How are you “othered”?  I mean based on the tribes in which you claim membership, or certain personal traits, how can you be identified and ostracized by others?  Consider a scenario:  White woman verbally attacks elderly Black man with racist slur.  He retaliates by fat shaming her.  We all have our vulnerable parts, those things we fear being called out and held against us, that we cannot necessarily control.  Even members of the dominant culture have them, though they may or may not be as readily visible as race, gender, or ethnicity.  The fears and anxieties we carry around these soft spots cause varying degrees of personal and collective suffering and social consequence.  When we dig deep and recognize our own vulnerabilities reflected in others, then we can truly relate to all who suffer, and we are moved to act on their behalf—because advocating for one of us is advocating for us all.

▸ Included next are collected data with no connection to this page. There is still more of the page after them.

//! Event bus (C10): single-producer/many-consumer fanout, non-blocking
//! publish, drop-on-slow-consumer. Grounded in the teacher's WS/notification
//! fanout pattern, generalized from a socket-set broadcast to a typed
//! `tokio::sync::broadcast` channel.

use serde_json::Value;
use tokio::sync::broadcast;

const CHANNEL_CAPACITY: usize = 256;

#[derive(Debug, Clone)]
pub struct GatewayEvent {
    pub topic: &'static str,
    pub payload: Value,
}

#[derive(Clone)]
pub struct EventBus {
    sender: broadcast::Sender<GatewayEvent>,
}

impl Default for EventBus {
    fn default() -> Self {
        Self::new()
    }
}

impl EventBus {
    pub fn new() -> Self {
        let (sender, _) = broadcast::channel(CHANNEL_CAPACITY);
        Self { sender }
    }

    /// Non-blocking publish. No subscribers, or a full ring buffer, is not
    /// an error: the event is simply dropped for anyone not listening.
    pub fn publish(&self, topic: &'static str, payload: Value) {
        let _ = self.sender.send(GatewayEvent { topic, payload });
    }

    pub fn subscribe(&self) -> broadcast::Receiver<GatewayEvent> {
        self.sender.subscribe()
    }
}

pub mod topics {
    pub const SESSION_STATUS: &str = "session_status";
    pub const LIGHTNING_INVOICE_EVENTS: &str = "lightning:invoice_events";
    pub const LIGHTNING_PAYMENT_EVENTS: &str = "lightning:payment_events";
    pub const LIGHTNING_BALANCE_EVENTS: &str = "lightning:balance_events";
}
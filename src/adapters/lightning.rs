//! Lightning-node adapter (Lnd-equivalent), spec §6. HTTP-backed production
//! implementation plus an in-memory mock used by tests, matching the split
//! already established for `ChainAdapter`.

use std::collections::HashMap;
use std::sync::atomic::{AtomicBool, Ordering};
use std::time::Duration;

use async_trait::async_trait;
use parking_lot::Mutex;
use serde::{Deserialize, Serialize};
use serde_json::json;

use crate::error::AdapterError;

use super::AdapterResult;

#[derive(Debug, Clone, Serialize, Deserialize)]
pub struct AddInvoiceResult {
    pub payment_hash: String,
    pub payment_request: String,
}

#[derive(Debug, Clone, Serialize, Deserialize)]
pub struct SendPaymentResult {
    pub payment_preimage: String,
    pub fee: u64,
    pub status: String,
}

#[derive(Debug, Clone, Serialize, Deserialize)]
pub struct LookupInvoiceResult {
    pub settled: bool,
    pub value: u64,
    pub creation_date: i64,
    pub expiry: u64,
    pub memo: String,
}

#[derive(Debug, Clone, Serialize, Deserialize)]
pub struct DecodedInvoice {
    pub payment_hash: String,
    pub amount: u64,
    pub memo: String,
}

#[async_trait]
pub trait LightningAdapter: Send + Sync {
    async fn add_invoice(&self, amount: u64, memo: &str, expiry_secs: u64) -> AdapterResult<AddInvoiceResult>;
    async fn send_payment(&self, payment_request: &str) -> AdapterResult<SendPaymentResult>;
    async fn lookup_invoice(&self, payment_hash: &str) -> AdapterResult<LookupInvoiceResult>;
    async fn lookup_invoice_by_request(&self, bolt11: &str) -> AdapterResult<DecodedInvoice>;
    async fn list_invoices(&self, pending_only: bool) -> AdapterResult<Vec<LookupInvoiceResult>>;
    async fn get_lightning_balance(&self) -> AdapterResult<u64>;
    async fn get_onchain_balance(&self) -> AdapterResult<u64>;
    async fn health(&self) -> bool;
}

pub struct HttpLightningAdapter {
    client: reqwest::Client,
    base_url: String,
}

impl HttpLightningAdapter {
    pub fn new(base_url: String) -> Self {
        let client = reqwest::Client::builder()
            .timeout(Duration::from_secs(10))
            .build()
            .expect("build lightning adapter http client");
        Self { client, base_url }
    }

    fn url(&self, path: &str) -> String {
        format!("{}{}", self.base_url.trim_end_matches('/'), path)
    }

    fn map_err(e: reqwest::Error) -> AdapterError {
        if e.is_timeout() {
            AdapterError::Timeout(e.to_string())
        } else if e.is_connect() {
            AdapterError::Unavailable(e.to_string())
        } else {
            AdapterError::ProtocolError(e.to_string())
        }
    }
}

#[async_trait]
impl LightningAdapter for HttpLightningAdapter {
    async fn add_invoice(&self, amount: u64, memo: &str, expiry_secs: u64) -> AdapterResult<AddInvoiceResult> {
        self.client
            .post(self.url("/v1/invoices"))
            .json(&json!({ "value": amount, "memo": memo, "expiry": expiry_secs }))
            .send()
            .await
            .map_err(Self::map_err)?
            .json()
            .await
            .map_err(Self::map_err)
    }

    async fn send_payment(&self, payment_request: &str) -> AdapterResult<SendPaymentResult> {
        self.client
            .post(self.url("/v1/channels/transactions"))
            .json(&json!({ "payment_request": payment_request }))
            .send()
            .await
            .map_err(Self::map_err)?
            .json()
            .await
            .map_err(Self::map_err)
    }

    async fn lookup_invoice(&self, payment_hash: &str) -> AdapterResult<LookupInvoiceResult> {
        self.client
            .get(self.url(&format!("/v1/invoice/{payment_hash}")))
            .send()
            .await
            .map_err(Self::map_err)?
            .json()
            .await
            .map_err(Self::map_err)
    }

    async fn lookup_invoice_by_request(&self, bolt11: &str) -> AdapterResult<DecodedInvoice> {
        self.client
            .get(self.url(&format!("/v1/payreq/{bolt11}")))
            .send()
            .await
            .map_err(Self::map_err)?
            .json()
            .await
            .map_err(Self::map_err)
    }

    async fn list_invoices(&self, pending_only: bool) -> AdapterResult<Vec<LookupInvoiceResult>> {
        self.client
            .get(self.url("/v1/invoices"))
            .query(&[("pending_only", pending_only.to_string())])
            .send()
            .await
            .map_err(Self::map_err)?
            .json()
            .await
            .map_err(Self::map_err)
    }

    async fn get_lightning_balance(&self) -> AdapterResult<u64> {
        let v: serde_json::Value = self
            .client
            .get(self.url("/v1/balance/channels"))
            .send()
            .await
            .map_err(Self::map_err)?
            .json()
            .await
            .map_err(Self::map_err)?;
        v.get("balance")
            .and_then(|b| b.as_u64())
            .ok_or_else(|| AdapterError::ProtocolError("missing balance field".to_string()))
    }

    async fn get_onchain_balance(&self) -> AdapterResult<u64> {
        let v: serde_json::Value = self
            .client
            .get(self.url("/v1/balance/blockchain"))
            .send()
            .await
            .map_err(Self::map_err)?
            .json()
            .await
            .map_err(Self::map_err)?;
        v.get("confirmed_balance")
            .and_then(|b| b.as_u64())
            .ok_or_else(|| AdapterError::ProtocolError("missing confirmed_balance field".to_string()))
    }

    async fn health(&self) -> bool {
        self.client
            .get(self.url("/v1/getinfo"))
            .timeout(Duration::from_secs(2))
            .send()
            .await
            .map(|r| r.status().is_success())
            .unwrap_or(false)
    }
}

/// In-memory mock, settleable on demand by tests exercising the lift/land
/// flows without a live Lnd.
pub struct MockLightningAdapter {
    invoices: Mutex<HashMap<String, (u64, bool)>>,
    fail: AtomicBool,
}

impl Default for MockLightningAdapter {
    fn default() -> Self {
        Self {
            invoices: Mutex::new(HashMap::new()),
            fail: AtomicBool::new(false),
        }
    }
}

impl MockLightningAdapter {
    pub fn new() -> Self {
        Self::default()
    }

    pub fn set_fail(&self, fail: bool) {
        self.fail.store(fail, Ordering::SeqCst);
    }

    /// Test hook: marks an invoice as settled upstream.
    pub fn settle(&self, payment_hash: &str) {
        if let Some(entry) = self.invoices.lock().get_mut(payment_hash) {
            entry.1 = true;
        }
    }
}

#[async_trait]
impl LightningAdapter for MockLightningAdapter {
    async fn add_invoice(&self, amount: u64, _memo: &str, _expiry_secs: u64) -> AdapterResult<AddInvoiceResult> {
        if self.fail.load(Ordering::SeqCst) {
            return Err(AdapterError::Unavailable("mock lightning adapter down".to_string()));
        }
        let payment_hash = uuid::Uuid::new_v4().to_string();
        self.invoices.lock().insert(payment_hash.clone(), (amount, false));
        Ok(AddInvoiceResult {
            payment_request: format!("lnbcmock{amount}{payment_hash}"),
            payment_hash,
        })
    }

    async fn send_payment(&self, payment_request: &str) -> AdapterResult<SendPaymentResult> {
        if self.fail.load(Ordering::SeqCst) {
            return Err(AdapterError::Unavailable("mock lightning adapter down".to_string()));
        }
        use sha2::Digest;
        let preimage = sha2::Sha256::digest(payment_request.as_bytes());
        Ok(SendPaymentResult {
            payment_preimage: hex::encode(preimage),
            fee: 1,
            status: "SUCCEEDED".to_string(),
        })
    }

    async fn lookup_invoice(&self, payment_hash: &str) -> AdapterResult<LookupInvoiceResult> {
        let invoices = self.invoices.lock();
        let (value, settled) = invoices
            .get(payment_hash)
            .copied()
            .ok_or_else(|| AdapterError::ProtocolError("invoice not found".to_string()))?;
        Ok(LookupInvoiceResult {
            settled,
            value,
            creation_date: 0,
            expiry: 3600,
            memo: String::new(),
        })
    }

    async fn lookup_invoice_by_request(&self, bolt11: &str) -> AdapterResult<DecodedInvoice> {
        if !bolt11.starts_with("lnbcmock") {
            return Err(AdapterError::ProtocolError("malformed bolt11".to_string()));
        }
        let rest = &bolt11["lnbcmock".len()..];
        let digits: String = rest.chars().take_while(|c| c.is_ascii_digit()).collect();
        let amount: u64 = digits.parse().unwrap_or(0);
        let payment_hash = rest[digits.len()..].to_string();
        Ok(DecodedInvoice {
            payment_hash,
            amount,
            memo: String::new(),
        })
    }

    async fn list_invoices(&self, pending_only: bool) -> AdapterResult<Vec<LookupInvoiceResult>> {
        let invoices = self.invoices.lock();
        Ok(invoices
            .values()
            .filter(|(_, settled)| !pending_only || !settled)
            .map(|(value, settled)| LookupInvoiceResult {
                settled: *settled,
                value: *value,
                creation_date: 0,
                expiry: 3600,
                memo: String::new(),
            })
            .collect())
    }

    async fn get_lightning_balance(&self) -> AdapterResult<u64> {
        Ok(1_000_000)
    }

    async fn get_onchain_balance(&self) -> AdapterResult<u64> {
        Ok(1_000_000)
    }

    async fn health(&self) -> bool {
        !self.fail.load(Ordering::SeqCst)
    }
}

I finished watching the PBS series “Asian Americans” (which PBS has apparently made free for streaming since the Atlanta shootings) this weekend, which I highly recommend.  From it I learned how Asians and other marginalized groups have come together in American history to advocate for one another.  Filipino and Mexican farm workers formed the United Farm Workers in 1965.  Asian, Latinx and Black students at San Francisco State University joined together and succeeded in creating America’s first ever ethnic studies program in 1968.  Jesse Jackson spoke out on behalf of Asian Americans after the murder of Vincent Chin in 1982.  And since last summer, I’m happy to see increasing solidarity again between Asian and Black communities.  From a recent article in TIME magazine:  “’We’re not safe until all people of color are safe. Safety doesn’t come in the form of heavier policing calls or of carceral state oppression of poor communities,’ Dao-Yi Chow tells TIME. Chow, who is Chinese American, was one of the organizers of Running to Protest’s ‘Black & Asian Solidarity’ rally. ‘That’s only continuing to align ourselves with white supremacy. And if we continue to do that, those are anti-Black acts that’s only going to continue to drive divisions in between our communities,’ Chow says.”

Call to Action on the Periphery

I’m currently reading Change by Damon Centola.  Hear him discuss the central tenets with Shankar Vedantam on this episode of “Hidden Brain”.  He asserts, with evidence, that social movements and change originate in the periphery of social networks, through strong and overlapping ties.  This means that we each and all have a role to play in making the world more equal for marginalized people and groups.  It all starts with the conversations we have in our daily encounters, and the cascade effects they have on our friends’ friends, etc.  On my work team, if I’m hearing the same message of solidarity from my manager and my medical director, and then my colleague from another practice, and then my fellow committee member, then I’m more likely to accept and adopt it, and then promote it myself.  Whether or not I had a formal training or participated in some system-wide initiative, I’m influenced by those around me whom I respect and care for—and vice versa.  That is why no matter who I am, what I say and do also matters—we all lead by example. 

The journey is long and arduous.  The path winds through caves of uncertainty and adversity.

The only way out is through.  The best way through is together.